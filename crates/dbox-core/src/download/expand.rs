//! Expansion of a selection into the full list of entries to materialize.

use crate::remote::entry::RemoteEntry;
use crate::remote::RemoteStore;

/// Result of walking a selection.
#[derive(Debug, Default)]
pub struct Expansion {
    /// Files and folders in depth-first pre-order.
    pub items: Vec<RemoteEntry>,
    /// One message per folder whose listing failed.
    pub errors: Vec<String>,
}

/// Walks `selection`, descending into folders with an explicit stack.
///
/// A folder is emitted just before its descendants, and only if its own
/// listing succeeded; a failed listing drops that whole subtree and records
/// an error while sibling branches carry on.
pub async fn expand_selection<S>(store: &S, selection: &[RemoteEntry]) -> Expansion
where
    S: RemoteStore + ?Sized,
{
    let mut expansion = Expansion::default();
    let mut stack: Vec<RemoteEntry> = selection.iter().rev().cloned().collect();

    while let Some(entry) = stack.pop() {
        if !entry.is_folder() {
            expansion.items.push(entry);
            continue;
        }
        match store.list(entry.path()).await {
            Ok(children) => {
                tracing::debug!(path = entry.path(), children = children.len(), "expanded");
                expansion.items.push(entry);
                stack.extend(children.into_iter().rev());
            }
            Err(e) => {
                tracing::warn!(path = entry.path(), error = %e, "expand failed");
                expansion
                    .errors
                    .push(format!("Failed to list folder {}: {e}", entry.path()));
            }
        }
    }
    expansion
}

# What is needed
From the first line of the listing above through the line that contains "in depth-first pre-order.", retype every line exactly, and write nothing else.

# Task answer
filename crates/dbox-core/src/download/expand.rs
//! Expansion of a selection into the full list of entries to materialize.

use crate::remote::entry::RemoteEntry;
use crate::remote::RemoteStore;

/// Result of walking a selection.
#[derive(Debug, Default)]
pub struct Expansion {
    /// Files and folders in depth-first pre-order.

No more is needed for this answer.